Paru aux éditions Hazan, l’étourdissant livre de Clélia Nau sur les feuillages est d’une profusion et d’une délicatesse pareilles à son objet. De l’art d’effeuiller le réel pour qu’affleure un peu le mystère.
À la fin de ses jours, dans sa maison tortueuse de Malakoff, remplie de souvenirs, de bouteilles de vin, de pastels et de larmes séchées, l’artiste Sam Szafran n’avait d’yeux que pour son épouse Lilette, vestale du foyer, ainsi que pour ses philodendrons dont l’exubérance formait une jungle domestique, abreuvée par une infinie lumière ricochant sur les meubles, trouant le grain épais de l’air, perforant l’espace. Un souffle, un nuage, un mouvement dans les feuilles, et l’entour se réorganisait, l’atmosphère changeait. Cette expérience inoubliable, exhaussant l’« âme végétative » du feuillage et, avec, du mystère, aurait pu trouver sa place dans ce remarquable ouvrage de Clélia Nau, lequel convoque des exemples et des œuvres tout aussi irréductibles. Mieux, insubstituables.
Relié, ce livre de grand format (27,6 x 33 cm) est enchâssé dans un coffret comme un camée dans un écrin, lequel accueille une reproduction tronquée de Saint Georges et le dragon (1510) d’Albrecht Altdorfer, tronquée car amputée du combat hagiographique qui donne à la toile munichoise son titre, manière de signifier que ne comptent ici que l’immensité du vert et l’ordonnancement des feuilles, que les « forces muettes, invisibles, de la croissance, du bourgeonnement et de la germination », ainsi que l’exprime la note programmatique de la quatrième de couverture.
Les « prolégomènes » des 280 pages que compte l’ouvrage donnent le ton, et le rythme. L’auteur y rappelle combien le feuillage, qui est selon le Littré un « ensemble des feuilles d’une plante », se décline au pluriel, un pluriel qui est moins la répétition d’un identique qu’une prolifération fractale, et volontiers mathématique, de sorte que son accroissement, aussi exubérant et intense soit-il, est toujours gouverné par une règle, par une folle dynamique. Du reste, tout feuillage a partie liée avec l’incontinente déraison, de même que, et il faut ici relire l’éblouissante Folie Elisa (Mercure de France, 2018) de Gwenaëlle Aubry, tout livre, et celui-ci en particulier, est une « maison de feuilles », un asile où trouver enfin le sens au milieu du désordre apparent.

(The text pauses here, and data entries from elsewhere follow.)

//! Line-oriented text buffer model.
//!
//! The conflict engine only ever reads lines by index and emits whole-line
//! deletions. [`LineBuffer`] is the read side; [`TextDocument`] is the owned
//! in-memory document used by the command layer, which applies a
//! [`LineEdit`] as one atomic transaction.

use serde::{Deserialize, Serialize};
use tracing::debug;

use crate::errors::BufferError;

// ---------------------------------------------------------------------------
// Read access
// ---------------------------------------------------------------------------

/// Read-only, 0-indexed access to the lines of a buffer.
pub trait LineBuffer {
    /// Number of lines in the buffer.
    fn line_count(&self) -> usize;

    /// Text of line `index`, without its line terminator.
    fn line(&self, index: usize) -> Option<&str>;
}

impl LineBuffer for [String] {
    fn line_count(&self) -> usize {
        self.len()
    }

    fn line(&self, index: usize) -> Option<&str> {
        self.get(index).map(String::as_str)
    }
}

impl LineBuffer for Vec<String> {
    fn line_count(&self) -> usize {
        self.len()
    }

    fn line(&self, index: usize) -> Option<&str> {
        self.get(index).map(String::as_str)
    }
}

impl<'a> LineBuffer for [&'a str] {
    fn line_count(&self) -> usize {
        self.len()
    }

    fn line(&self, index: usize) -> Option<&str> {
        self.get(index).copied()
    }
}

// ---------------------------------------------------------------------------
// Ranges and selections
// ---------------------------------------------------------------------------

/// An inclusive range of whole lines.
#[derive(Debug, Clone, Copy, PartialEq, Eq, Serialize, Deserialize)]
pub struct LineRange {
    pub start: usize,
    pub end: usize,
}

impl LineRange {
    pub fn new(start: usize, end: usize) -> Self {
        Self { start, end }
    }

    /// A range covering exactly one line.
    pub fn single(line: usize) -> Self {
        Self {
            start: line,
            end: line,
        }
    }

    /// Number of lines covered (0 for an inverted range).
    pub fn len(&self) -> usize {
        if self.end < self.start {
            0
        } else {
            self.end - self.start + 1
        }
    }

    pub fn is_empty(&self) -> bool {
        self.len() == 0
    }

    pub fn contains(&self, line: usize) -> bool {
        self.start <= line && line <= self.end
    }
}

impl std::fmt::Display for LineRange {
    fn fmt(&self, f: &mut std::fmt::Formatter<'_>) -> std::fmt::Result {
        if self.start == self.end {
            write!(f, "{}", self.start)
        } else {
            write!(f, "{}..={}", self.start, self.end)
        }
    }
}

/// The lines touched by a user selection.
///
/// `None` means the host could not supply a selection; it never classifies
/// to a conflict side.
#[derive(Debug, Clone, Copy, PartialEq, Eq, Default)]
pub enum Selection {
    #[default]
    None,
    Range(LineRange),
}

impl Selection {
    /// Build a selection from two endpoints in either order.
    pub fn lines(a: usize, b: usize) -> Self {
        Self::Range(LineRange::new(a.min(b), a.max(b)))
    }

    /// A caret with no extent.
    pub fn caret(line: usize) -> Self {
        Self::Range(LineRange::single(line))
    }

    pub fn range(&self) -> Option<LineRange> {
        match self {
            Self::None => None,
            Self::Range(r) => Some(*r),
        }
    }
}

// ---------------------------------------------------------------------------
// Edits
// ---------------------------------------------------------------------------

/// A set of whole-line deletions, all expressed against the pre-edit buffer.
#[derive(Debug, Clone, Default, PartialEq, Eq, Serialize, Deserialize)]
pub struct LineEdit {
    deletions: Vec<LineRange>,
}

impl LineEdit {
    pub fn new() -> Self {
        Self::default()
    }

    /// Queue deletion of `range`.
    pub fn delete(mut self, range: LineRange) -> Self {
        self.deletions.push(range);
        self
    }

    pub fn deletions(&self) -> &[LineRange] {
        &self.deletions
    }

    pub fn is_empty(&self) -> bool {
        self.deletions.is_empty()
    }

    /// Total number of lines removed by this edit.
    pub fn removed_line_count(&self) -> usize {
        self.deletions.iter().map(LineRange::len).sum()
    }

    /// Check every range against a buffer of `line_count` lines.
    ///
    /// Returns the ranges sorted by start line.
    fn validated(&self, line_count: usize) -> Result<Vec<LineRange>, BufferError> {
        let mut sorted = self.deletions.clone();
        for r in &sorted {
            if r.start > r.end {
                return Err(BufferError::InvertedRange {
                    start: r.start,
                    end: r.end,
                });
            }
            if r.end >= line_count {
                return Err(BufferError::LineOutOfRange {
                    start: r.start,
                    end: r.end,
                    line_count,
                });
            }
        }
        sorted.sort_by_key(|r| r.start);
        for pair in sorted.windows(2) {
            if pair[1].start <= pair[0].end {
                return Err(BufferError::OverlappingRanges {
                    first_start: pair[0].start,
                    first_end: pair[0].end,
                    second_start: pair[1].start,
                    second_end: pair[1].end,
                });
            }
        }
        Ok(sorted)
    }
}

// ---------------------------------------------------------------------------
// Owned document
// ---------------------------------------------------------------------------

/// An in-memory text document split into lines.
///
/// Each line keeps its own terminator, so mixed `\n` / `\r\n` files
/// round-trip byte for byte and a deletion removes exactly the deleted
/// lines with their terminators.
#[derive(Debug, Clone, PartialEq, Eq, Default)]
pub struct TextDocument {
    lines: Vec<String>,
    endings: Vec<LineEnding>,
}

/// Terminator following a line in the source text.
#[derive(Debug, Clone, Copy, PartialEq, Eq, Default)]
pub enum LineEnding {
    #[default]
    Lf,
    CrLf,
    /// Last line of a text without a final newline.
    None,
}

impl LineEnding {
    pub fn as_str(&self) -> &'static str {
        match self {
            Self::Lf => "\n",
            Self::CrLf => "\r\n",
            Self::None => "",
        }
    }
}

impl TextDocument {
    /// Split `text` into lines, remembering each line's terminator.
    pub fn from_text(text: &str) -> Self {
        let mut lines = Vec::new();
        let mut endings = Vec::new();
        for piece in text.split_inclusive('\n') {
            let (line, ending) = if let Some(l) = piece.strip_suffix("\r\n") {
                (l, LineEnding::CrLf)
            } else if let Some(l) = piece.strip_suffix('\n') {
                (l, LineEnding::Lf)
            } else {
                (piece, LineEnding::None)
            };
            lines.push(line.to_string());
            endings.push(ending);
        }
        Self { lines, endings }
    }

    /// A document whose lines all end in `\n`.
    pub fn from_lines<I, S>(lines: I) -> Self
    where
        I: IntoIterator<Item = S>,
        S: Into<String>,
    {
        let lines: Vec<String> = lines.into_iter().map(Into::into).collect();
        let endings = vec![LineEnding::Lf; lines.len()];
        Self { lines, endings }
    }

    /// Reassemble the document text.
    pub fn to_text(&self) -> String {
        let mut out = String::new();
        for (line, ending) in self.lines.iter().zip(&self.endings) {
            out.push_str(line);
            out.push_str(ending.as_str());
        }
        out
    }

    pub fn lines(&self) -> &[String] {
        &self.lines
    }

    /// Terminator of line `index`.
    pub fn line_ending(&self, index: usize) -> Option<LineEnding> {
        self.endings.get(index).copied()
    }

    /// Replace the text of a single line, keeping its terminator.
    pub fn replace_line(&mut self, index: usize, text: impl Into<String>) -> Result<(), BufferError> {
        let line_count = self.lines.len();
        let slot = self.lines.get_mut(index).ok_or(BufferError::LineOutOfRange {
            start: index,
            end: index,
            line_count,
        })?;
        *slot = text.into();
        Ok(())
    }

    /// Apply all deletions of `edit` atomically.
    ///
    /// Either every range is removed or, on error, the document is unchanged.
    pub fn apply(&mut self, edit: &LineEdit) -> Result<(), BufferError> {
        let sorted = edit.validated(self.lines.len())?;
        for r in sorted.iter().rev() {
            self.lines.drain(r.start..=r.end);
            self.endings.drain(r.start..=r.end);
        }
        debug!(
            ranges = sorted.len(),
            removed = edit.removed_line_count(),
            remaining = self.lines.len(),
            "applied line edit"
        );
        Ok(())
    }
}

impl LineBuffer for TextDocument {
    fn line_count(&self) -> usize {
        self.lines.len()
    }

    fn line(&self, index: usize) -> Option<&str> {
        self.lines.get(index).map(String::as_str)
    }
}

L’ouvrage se déploie en quatre grands chapitres (« Vitalité des feuillages », « Feuiller les arbres », « Chambres de verdure » et « Symphonie foliaire »), dont le titre est reporté en fausse page quand la belle page accueille celui des séquences intermédiaires, ce qui garantit au lecteur une fluidité et un repérage parfaits. Car il faut, pour démêler les « puissances du végétal », affronter leur prodigalité avec rigueur et clarté, ne perdre de vue ni le branchage ni la sève. Accédant à une complexité sans complication, ne refusant ni l’épaisseur ni la nuance, avec un soin d’entomologiste, ou plutôt de botaniste, Clélia Nau parvient à déchiffrer ces frondaisons qui, dynamiques ou évasives, furent trop souvent réduites à un presque hors-champ, à un hors-d’œuvre (« par-ergon »), comme si les feuilles encadrant le visage de Ginevra de’ Benci (1474-1476) chez Léonard ou celui de La Bohémienne (1868) chez Renoir, n’étaient qu’ornementales alors qu’elles trahissent une organicité souveraine, alors qu’elles assurent des transitions entre le près et le lointain, l’intime et l’extime, l’intériorité et l’immensité, ainsi de cette Vierge (1480) du bien nommé « Maître au feuillage brodé », quand la vie végétative permet à « l’obscur principe de vie » de circuler « entre toutes choses ».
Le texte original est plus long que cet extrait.